Input material:
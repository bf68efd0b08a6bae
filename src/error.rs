//! Error types for loading geographic data.

use std::fmt;

/// Errors that abort loading a GeoJSON document.
///
/// Individual bad features never produce an error; they are skipped and
/// reported through [`SkipReason`].
#[derive(Debug, thiserror::Error)]
pub enum LoadError {
    /// The document is not valid GeoJSON.
    #[error("Failed to parse GeoJSON: {0}")]
    Parse(#[from] geojson::Error),
    /// The document parsed, but is a bare geometry.
    #[error("Expected a FeatureCollection, found {0}")]
    NotAFeatureCollection(&'static str),
}

/// Why a single feature was left out of a load.
#[derive(Debug, Clone, Copy, PartialEq, Eq, Hash)]
pub enum SkipReason {
    /// The feature has no geometry.
    MissingGeometry,
    /// The feature has no properties object.
    MissingProperties,
    /// The geometry type cannot describe the expected shape.
    UnsupportedGeometry,
    /// The ring or position has too few coordinates.
    TooFewPoints,
    /// No identifier could be read from the feature.
    MissingId,
}

impl fmt::Display for SkipReason {
    fn fmt(&self, f: &mut fmt::Formatter<'_>) -> fmt::Result {
        match self {
            SkipReason::MissingGeometry => write!(f, "missing geometry"),
            SkipReason::MissingProperties => write!(f, "missing properties"),
            SkipReason::UnsupportedGeometry => write!(f, "unsupported geometry type"),
            SkipReason::TooFewPoints => write!(f, "too few coordinates"),
            SkipReason::MissingId => write!(f, "missing identifier"),
        }
    }
}
//! Map engine configuration.
//!
//! Every tunable constant of the region map lives here. Configuration can be
//! loaded from JSON; missing fields take their defaults and malformed
//! documents fall back to [`MapConfig::default`].

use serde::{Deserialize, Serialize};

/// Tunable constants for projection, camera behavior and marker placement.
#[derive(Debug, Clone, PartialEq, Serialize, Deserialize)]
#[serde(default)]
pub struct MapConfig {
    /// Width of the fixed world viewport, in world units.
    pub world_width: f32,
    /// Height of the fixed world viewport, in world units.
    pub world_height: f32,
    /// Projected size of the longest side of the dataset's bounding box.
    pub target_span: f32,
    /// Scale used when the dataset collapses to a single point.
    pub fallback_scale: f32,

    /// Most zoomed-in camera zoom (smaller shows less of the world).
    pub min_zoom: f32,
    /// Most zoomed-out camera zoom.
    pub max_zoom: f32,
    /// Zoom of the resting, unfocused view.
    pub default_zoom: f32,
    /// Zoom change per button press or per scroll unit.
    pub zoom_step: f32,
    /// How much a region focus zooms in from the starting zoom.
    pub region_zoom_in: f32,
    /// Duration of one camera animation leg, in seconds.
    pub animation_duration: f32,

    /// Extra zoom-out applied while the side panel is pinned open.
    pub panel_zoom_out: f32,
    /// Fraction of the panel width the camera shifts when the panel opens.
    pub panel_shift_fraction: f32,
    /// Fraction of the screen width hosts should give the side panel.
    pub panel_width_fraction: f32,

    /// Pointer travel (screen units) before a press turns into a pan.
    pub drag_threshold: f32,

    /// Rejection-sampling budget for marker placement.
    pub max_placement_attempts: u32,
    /// Feature property holding the region identifier.
    pub region_id_property: String,

    /// Base pin width, in world units.
    pub pin_width: f32,
    /// Base pin height, in world units.
    pub pin_height: f32,
    /// Distance regional pins fly in from.
    pub pin_drop_distance: f32,
    /// Duration of the regional pin fly-in, in seconds.
    pub pin_drop_duration: f32,
    /// Upper bound of the random delay before a pin starts flying in.
    pub pin_drop_max_delay: f32,
    /// Fade-in speed of news pins (fade units per second).
    pub pin_fade_speed: f32,
}

impl Default for MapConfig {
    fn default() -> Self {
        Self {
            world_width: 800.0,
            world_height: 600.0,
            target_span: 700.0,
            fallback_scale: 1.0,
            min_zoom: 0.1,
            max_zoom: 3.0,
            default_zoom: 1.0,
            zoom_step: 0.1,
            region_zoom_in: 0.28,
            animation_duration: 0.65,
            panel_zoom_out: 0.4,
            panel_shift_fraction: 0.47,
            panel_width_fraction: 0.33,
            drag_threshold: 5.0,
            max_placement_attempts: 400,
            region_id_property: "SR_ID".to_string(),
            pin_width: 14.0,
            pin_height: 18.0,
            pin_drop_distance: 300.0,
            pin_drop_duration: 1.2,
            pin_drop_max_delay: 0.8,
            pin_fade_speed: 1.5,
        }
    }
}

impl MapConfig {
    /// Creates a configuration with default values.
    pub fn new() -> Self {
        Self::default()
    }

    /// Parses configuration from JSON, falling back to defaults on error.
    ///
    /// The result is always [validated](Self::validated).
    pub fn from_json(json: &str) -> Self {
        match serde_json::from_str::<MapConfig>(json) {
            Ok(config) => {
                log::info!("Loaded map configuration");
                config.validated()
            }
            Err(e) => {
                log::warn!("Failed to parse map configuration, using defaults: {}", e);
                Self::default()
            }
        }
    }

    /// Serializes the configuration to pretty-printed JSON.
    pub fn to_json(&self) -> String {
        serde_json::to_string_pretty(self).unwrap_or_default()
    }

    /// Returns a copy with nonsensical values replaced by their defaults.
    pub fn validated(mut self) -> Self {
        let defaults = Self::default();

        if !(self.min_zoom > 0.0 && self.min_zoom <= self.max_zoom) {
            log::warn!(
                "Invalid zoom range [{}, {}], using defaults",
                self.min_zoom,
                self.max_zoom
            );
            self.min_zoom = defaults.min_zoom;
            self.max_zoom = defaults.max_zoom;
        }
        if !self.default_zoom.is_finite() {
            log::warn!("Default zoom {} is not finite, using default", self.default_zoom);
            self.default_zoom = defaults.default_zoom;
        }
        if !(self.min_zoom..=self.max_zoom).contains(&self.default_zoom) {
            log::warn!("Default zoom {} outside zoom range", self.default_zoom);
            self.default_zoom = self.default_zoom.clamp(self.min_zoom, self.max_zoom);
        }

        repair_positive(&mut self.world_width, defaults.world_width, "world_width");
        repair_positive(&mut self.world_height, defaults.world_height, "world_height");
        repair_positive(&mut self.target_span, defaults.target_span, "target_span");
        repair_positive(
            &mut self.fallback_scale,
            defaults.fallback_scale,
            "fallback_scale",
        );
        repair_positive(
            &mut self.animation_duration,
            defaults.animation_duration,
            "animation_duration",
        );
        repair_positive(
            &mut self.pin_drop_duration,
            defaults.pin_drop_duration,
            "pin_drop_duration",
        );
        repair_positive(
            &mut self.pin_fade_speed,
            defaults.pin_fade_speed,
            "pin_fade_speed",
        );

        if self.max_placement_attempts == 0 {
            log::warn!("max_placement_attempts must be non-zero, using default");
            self.max_placement_attempts = defaults.max_placement_attempts;
        }

        self
    }

    /// Side panel width for a screen `screen_width` units wide.
    ///
    /// Pass the result to `on_resize`.
    pub fn panel_width(&self, screen_width: f32) -> f32 {
        (screen_width * self.panel_width_fraction).max(0.0)
    }

    /// Half of the world viewport: the projection origin.
    pub fn world_origin(&self) -> glam::Vec2 {
        glam::Vec2::new(self.world_width * 0.5, self.world_height * 0.5)
    }
}

fn repair_positive(value: &mut f32, default: f32, name: &str) {
    if !(value.is_finite() && *value > 0.0) {
        log::warn!("{} must be positive (got {}), using {}", name, value, default);
        *value = default;
    }
}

Exercise: Print out all the material above, unaltered.

Reply:
repository bf68efd0b08a6bae
filename src/error.rs
//! Error types for loading geographic data.

use std::fmt;

/// Errors that abort loading a GeoJSON document.
///
/// Individual bad features never produce an error; they are skipped and
/// reported through [`SkipReason`].
#[derive(Debug, thiserror::Error)]
pub enum LoadError {
    /// The document is not valid GeoJSON.
    #[error("Failed to parse GeoJSON: {0}")]
    Parse(#[from] geojson::Error),
    /// The document parsed, but is a bare geometry.
    #[error("Expected a FeatureCollection, found {0}")]
    NotAFeatureCollection(&'static str),
}

/// Why a single feature was left out of a load.
#[derive(Debug, Clone, Copy, PartialEq, Eq, Hash)]
pub enum SkipReason {
    /// The feature has no geometry.
    MissingGeometry,
    /// The feature has no properties object.
    MissingProperties,
    /// The geometry type cannot describe the expected shape.
    UnsupportedGeometry,
    /// The ring or position has too few coordinates.
    TooFewPoints,
    /// No identifier could be read from the feature.
    MissingId,
}

impl fmt::Display for SkipReason {
    fn fmt(&self, f: &mut fmt::Formatter<'_>) -> fmt::Result {
        match self {
            SkipReason::MissingGeometry => write!(f, "missing geometry"),
            SkipReason::MissingProperties => write!(f, "missing properties"),
            SkipReason::UnsupportedGeometry => write!(f, "unsupported geometry type"),
            SkipReason::TooFewPoints => write!(f, "too few coordinates"),
            SkipReason::MissingId => write!(f, "missing identifier"),
        }
    }
}
//! Map engine configuration.
//!
//! Every tunable constant of the region map lives here. Configuration can be
//! loaded from JSON; missing fields take their defaults and malformed
//! documents fall back to [`MapConfig::default`].

use serde::{Deserialize, Serialize};

/// Tunable constants for projection, camera behavior and marker placement.
#[derive(Debug, Clone, PartialEq, Serialize, Deserialize)]
#[serde(default)]
pub struct MapConfig {
    /// Width of the fixed world viewport, in world units.
    pub world_width: f32,
    /// Height of the fixed world viewport, in world units.
    pub world_height: f32,
    /// Projected size of the longest side of the dataset's bounding box.
    pub target_span: f32,
    /// Scale used when the dataset collapses to a single point.
    pub fallback_scale: f32,

    /// Most zoomed-in camera zoom (smaller shows less of the world).
    pub min_zoom: f32,
    /// Most zoomed-out camera zoom.
    pub max_zoom: f32,
    /// Zoom of the resting, unfocused view.
    pub default_zoom: f32,
    /// Zoom change per button press or per scroll unit.
    pub zoom_step: f32,
    /// How much a region focus zooms in from the starting zoom.
    pub region_zoom_in: f32,
    /// Duration of one camera animation leg, in seconds.
    pub animation_duration: f32,

    /// Extra zoom-out applied while the side panel is pinned open.
    pub panel_zoom_out: f32,
    /// Fraction of the panel width the camera shifts when the panel opens.
    pub panel_shift_fraction: f32,
    /// Fraction of the screen width hosts should give the side panel.
    pub panel_width_fraction: f32,

    /// Pointer travel (screen units) before a press turns into a pan.
    pub drag_threshold: f32,

    /// Rejection-sampling budget for marker placement.
    pub max_placement_attempts: u32,
    /// Feature property holding the region identifier.
    pub region_id_property: String,

    /// Base pin width, in world units.
    pub pin_width: f32,
    /// Base pin height, in world units.
    pub pin_height: f32,
    /// Distance regional pins fly in from.
    pub pin_drop_distance: f32,
    /// Duration of the regional pin fly-in, in seconds.
    pub pin_drop_duration: f32,
    /// Upper bound of the random delay before a pin starts flying in.
    pub pin_drop_max_delay: f32,
    /// Fade-in speed of news pins (fade units per second).
    pub pin_fade_speed: f32,
}

impl Default for MapConfig {
    fn default() -> Self {
        Self {
            world_width: 800.0,
            world_height: 600.0,
            target_span: 700.0,
            fallback_scale: 1.0,
            min_zoom: 0.1,
            max_zoom: 3.0,
            default_zoom: 1.0,
            zoom_step: 0.1,
            region_zoom_in: 0.28,
            animation_duration: 0.65,
            panel_zoom_out: 0.4,
            panel_shift_fraction: 0.47,
            panel_width_fraction: 0.33,
            drag_threshold: 5.0,
            max_placement_attempts: 400,
            region_id_property: "SR_ID".to_string(),
            pin_width: 14.0,
            pin_height: 18.0,
            pin_drop_distance: 300.0,
            pin_drop_duration: 1.2,
            pin_drop_max_delay: 0.8,
            pin_fade_speed: 1.5,
        }
    }
}

impl MapConfig {
    /// Creates a configuration with default values.
    pub fn new() -> Self {
        Self::default()
    }

    /// Parses configuration from JSON, falling back to defaults on error.
    ///
    /// The result is always [validated](Self::validated).
    pub fn from_json(json: &str) -> Self {
        match serde_json::from_str::<MapConfig>(json) {
            Ok(config) => {
                log::info!("Loaded map configuration");
                config.validated()
            }
            Err(e) => {
                log::warn!("Failed to parse map configuration, using defaults: {}", e);
                Self::default()
            }
        }
    }

    /// Serializes the configuration to pretty-printed JSON.
    pub fn to_json(&self) -> String {
        serde_json::to_string_pretty(self).unwrap_or_default()
    }

    /// Returns a copy with nonsensical values replaced by their defaults.
    pub fn validated(mut self) -> Self {
        let defaults = Self::default();

        if !(self.min_zoom > 0.0 && self.min_zoom <= self.max_zoom) {
            log::warn!(
                "Invalid zoom range [{}, {}], using defaults",
                self.min_zoom,
                self.max_zoom
            );
            self.min_zoom = defaults.min_zoom;
            self.max_zoom = defaults.max_zoom;
        }
        if !self.default_zoom.is_finite() {
            log::warn!("Default zoom {} is not finite, using default", self.default_zoom);
            self.default_zoom = defaults.default_zoom;
        }
        if !(self.min_zoom..=self.max_zoom).contains(&self.default_zoom) {
            log::warn!("Default zoom {} outside zoom range", self.default_zoom);
            self.default_zoom = self.default_zoom.clamp(self.min_zoom, self.max_zoom);
        }

        repair_positive(&mut self.world_width, defaults.world_width, "world_width");
        repair_positive(&mut self.world_height, defaults.world_height, "world_height");
        repair_positive(&mut self.target_span, defaults.target_span, "target_span");
        repair_positive(
            &mut self.fallback_scale,
            defaults.fallback_scale,
            "fallback_scale",
        );
        repair_positive(
            &mut self.animation_duration,
            defaults.animation_duration,
            "animation_duration",
        );
        repair_positive(
            &mut self.pin_drop_duration,
            defaults.pin_drop_duration,
            "pin_drop_duration",
        );
        repair_positive(
            &mut self.pin_fade_speed,
            defaults.pin_fade_speed,
            "pin_fade_speed",
        );

        if self.max_placement_attempts == 0 {
            log::warn!("max_placement_attempts must be non-zero, using default");
            self.max_placement_attempts = defaults.max_placement_attempts;
        }

        self
    }

    /// Side panel width for a screen `screen_width` units wide.
    ///
    /// Pass the result to `on_resize`.
    pub fn panel_width(&self, screen_width: f32) -> f32 {
        (screen_width * self.panel_width_fraction).max(0.0)
    }

    /// Half of the world viewport: the projection origin.
    pub fn world_origin(&self) -> glam::Vec2 {
        glam::Vec2::new(self.world_width * 0.5, self.world_height * 0.5)
    }
}

fn repair_positive(value: &mut f32, default: f32, name: &str) {
    if !(value.is_finite() && *value > 0.0) {
        log::warn!("{} must be positive (got {}), using {}", name, value, default);
        *value = default;
    }
}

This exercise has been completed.